Auschwitz, i Gulag, e i campi di sterminio non sono il prodotto dell'ateismo. Sono il prodotto di altri dogmi, che sono andati fuori controllo. Il nazionalismo, dogma politico. Hitler non ha ideato il genocidio in Europa a causa dell'ateismo. Anzi Hitler non sembra neppure essere stato ateo: invocava regolarmente Gesù nei suoi discorsi. Ma non è questo il punto. Egli agiva sulla base di altre credenze: dogmi sul giudaismo, sulla purezza della razza germanica...

La storia della jihad musulmana, invece, ha molto a che fare con l'islam. Le atrocità dell'11 settembre hanno molto a che fare con ciò che quei 19 uomini credevano sull'aldilà, sul martirio e il paradiso.

Il fatto che noi non stiamo finanziando la ricerca sulle cellule staminali a livello federale ha molto a che fare con ciò che i cristiani credono, circa il concepimento e l'anima umana. E' molto importante saper individuare le conseguenze specifiche di certe specifiche idee.

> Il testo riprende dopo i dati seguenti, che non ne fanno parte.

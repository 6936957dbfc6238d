//! Feed loading: source selection, format detection, memoized single-shot
//! load.
//!
//! The loader fetches (or takes inline) content once per instance. The
//! in-flight/completed outcome is memoized, so concurrent callers join the
//! same load instead of issuing duplicate requests — and a failed load
//! stays failed for the instance's lifetime.

use crate::config::WidgetOptions;
use crate::error::WidgetError;
use crate::feed::xml::XmlOutcome;
use crate::feed::{json, validate, xml, LoadedFeed};
use crate::fetch::FeedFetcher;
use serde_json::Value;
use std::sync::Arc;
use tokio::sync::OnceCell;
use tracing::{info, warn};

/// Where the feed content comes from.
#[derive(Debug, Clone)]
pub enum FeedSource {
    /// Pre-supplied content; bypasses the fetch step.
    Inline(String),
    /// Fetch from this URL.
    Remote(String),
}

/// Detected feed format, dispatched once per load.
#[derive(Debug, Clone, Copy, PartialEq, Eq)]
pub enum FeedFormat {
    Xml,
    Json,
}

/// Detect the format from the content itself: a leading declaration or
/// tag-like content means XML, anything else is tried as JSON.
pub fn detect_format(body: &str) -> FeedFormat {
    if body.trim_start().starts_with('<') {
        FeedFormat::Xml
    } else {
        FeedFormat::Json
    }
}

/// Parse a feed body into canonical records, falling back from XML to
/// JSON when the content turned out not to be XML at all.
pub fn parse_feed_body(body: &str) -> Result<Vec<Value>, WidgetError> {
    match detect_format(body) {
        FeedFormat::Xml => match xml::parse_xml_feed(body) {
            XmlOutcome::Records(records) => Ok(records),
            XmlOutcome::MissingDisclaimers => Err(WidgetError::MalformedFeed(
                "missing disclaimers".to_string(),
            )),
            XmlOutcome::NotXml(xml_err) => json::parse_json_feed(body).map_err(|_| {
                WidgetError::MalformedFeed(format!(
                    "content is neither well-formed XML ({xml_err}) nor JSON"
                ))
            }),
        },
        FeedFormat::Json => json::parse_json_feed(body),
    }
}

/// Loads and caches the disclaimer feed for one widget instance.
#[derive(Debug)]
pub struct FeedLoader {
    source: FeedSource,
    fetcher: FeedFetcher,
    allowed_domains: Vec<String>,
    loaded: OnceCell<Result<Arc<LoadedFeed>, WidgetError>>,
}

impl FeedLoader {
    /// Build a loader from widget options. Inline content wins over a
    /// configured URL; having neither is a configuration error.
    pub fn from_options(options: &WidgetOptions) -> Result<Self, WidgetError> {
        let source = if let Some(content) = &options.inline_feed {
            FeedSource::Inline(content.clone())
        } else if let Some(url) = &options.feed_url {
            FeedSource::Remote(url.clone())
        } else {
            return Err(WidgetError::BadOption(
                "neither inlineFeed nor feedUrl is set".to_string(),
            ));
        };

        Ok(Self {
            source,
            fetcher: FeedFetcher::new(options.fetch_timeout_ms),
            allowed_domains: options.allowed_domains.clone(),
            loaded: OnceCell::new(),
        })
    }

    /// Load the feed. Idempotent: repeated and concurrent calls share the
    /// first load's outcome without re-fetching.
    pub async fn load(&self) -> Result<Arc<LoadedFeed>, WidgetError> {
        self.loaded
            .get_or_init(|| async { self.load_inner().await })
            .await
            .clone()
    }

    async fn load_inner(&self) -> Result<Arc<LoadedFeed>, WidgetError> {
        let body = match &self.source {
            FeedSource::Inline(content) => content.clone(),
            FeedSource::Remote(url) => {
                info!(url = %url, "fetching disclaimer feed");
                self.fetcher.fetch_text(url).await?
            }
        };

        let records = parse_feed_body(&body)?;
        let (feed, invalid_ids) = validate::process_disclaimers(&records, &self.allowed_domains);
        if !invalid_ids.is_empty() {
            warn!(
                dropped = invalid_ids.len(),
                "feed loaded with invalid records dropped"
            );
        }
        info!(records = feed.len(), "disclaimer feed ready");

        Ok(Arc::new(LoadedFeed { feed, invalid_ids }))
    }
}
//! Ordering and HTML emission for eligible disclaimers.

use crate::feed::Disclaimer;
use crate::page::HostPage;
use serde::Serialize;
use std::cmp::Ordering;

/// Result of a render pass. `failed` stays empty in normal operation:
/// validation already removed malformed input, and pipeline-level errors
/// abort the render entirely instead of failing per item.
#[derive(Debug, Clone, Default, Serialize)]
pub struct RenderOutcome {
    pub success: Vec<String>,
    pub failed: Vec<String>,
}

/// Order eligible records for rendering.
///
/// Stable sort by ordering hint ascending; records without a hint sort
/// after records that have one; ties keep feed order. With
/// `ignore_ordering_hint` the post-filter order is kept as-is.
pub fn order_records<'a>(
    mut records: Vec<&'a Disclaimer>,
    ignore_ordering_hint: bool,
) -> Vec<&'a Disclaimer> {
    if !ignore_ordering_hint {
        records.sort_by(|a, b| match (a.order_hint, b.order_hint) {
            (Some(x), Some(y)) => x.cmp(&y),
            (Some(_), None) => Ordering::Less,
            (None, Some(_)) => Ordering::Greater,
            (None, None) => Ordering::Equal,
        });
    }
    records
}

/// Write the ordered records into the named container, clearing prior
/// content first. Returns the ids rendered, in render order.
///
/// Each record emits a heading and a numbered body paragraph. The body's
/// anchor markup (from linkification) is emitted as live markup.
pub fn render_into(
    page: &mut HostPage,
    container_id: &str,
    records: &[&Disclaimer],
    ignore_ordering_hint: bool,
) -> Vec<String> {
    let mut html = String::new();
    let mut rendered = Vec::with_capacity(records.len());

    for (pos, record) in records.iter().enumerate() {
        let label = if ignore_ordering_hint {
            (pos + 1).to_string()
        } else {
            record
                .order_hint
                .map(|h| h.to_string())
                .unwrap_or_else(|| record.id.clone())
        };

        if !record.title.is_empty() {
            html.push_str(&format!("<h3>{}</h3>\n", record.title));
        }
        html.push_str(&format!(
            "<p><strong>{label}.</strong> {}</p>\n",
            record.body
        ));
        rendered.push(record.id.clone());
    }

    page.set_container(container_id, html);
    rendered
}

Voglio essere molto chiaro: io non sto dicendo che la religione è responsabile per ogni cosa cattiva che una persona religiosa ha fatto nella storia, da bilanciare contro tutte le cose cattive che gli atei hanno fatto. Sto dicendo solo che la religione è responsabile per ciò che le persone hanno fatto, e continueranno a fare, per ragioni esplicitamente religiose.

[Quindi la risposta da dare a chi accusa l'ateismo delle atrocità compiute dai regimi totalitari è questa:] non c'è alcuna società nella storia dell'umanità che abbia mai sofferto perché la sua popolazione è diventata troppo ragionevole; troppo riluttante ad abbracciare un dogma; troppo esigente nel chiedere evidenza.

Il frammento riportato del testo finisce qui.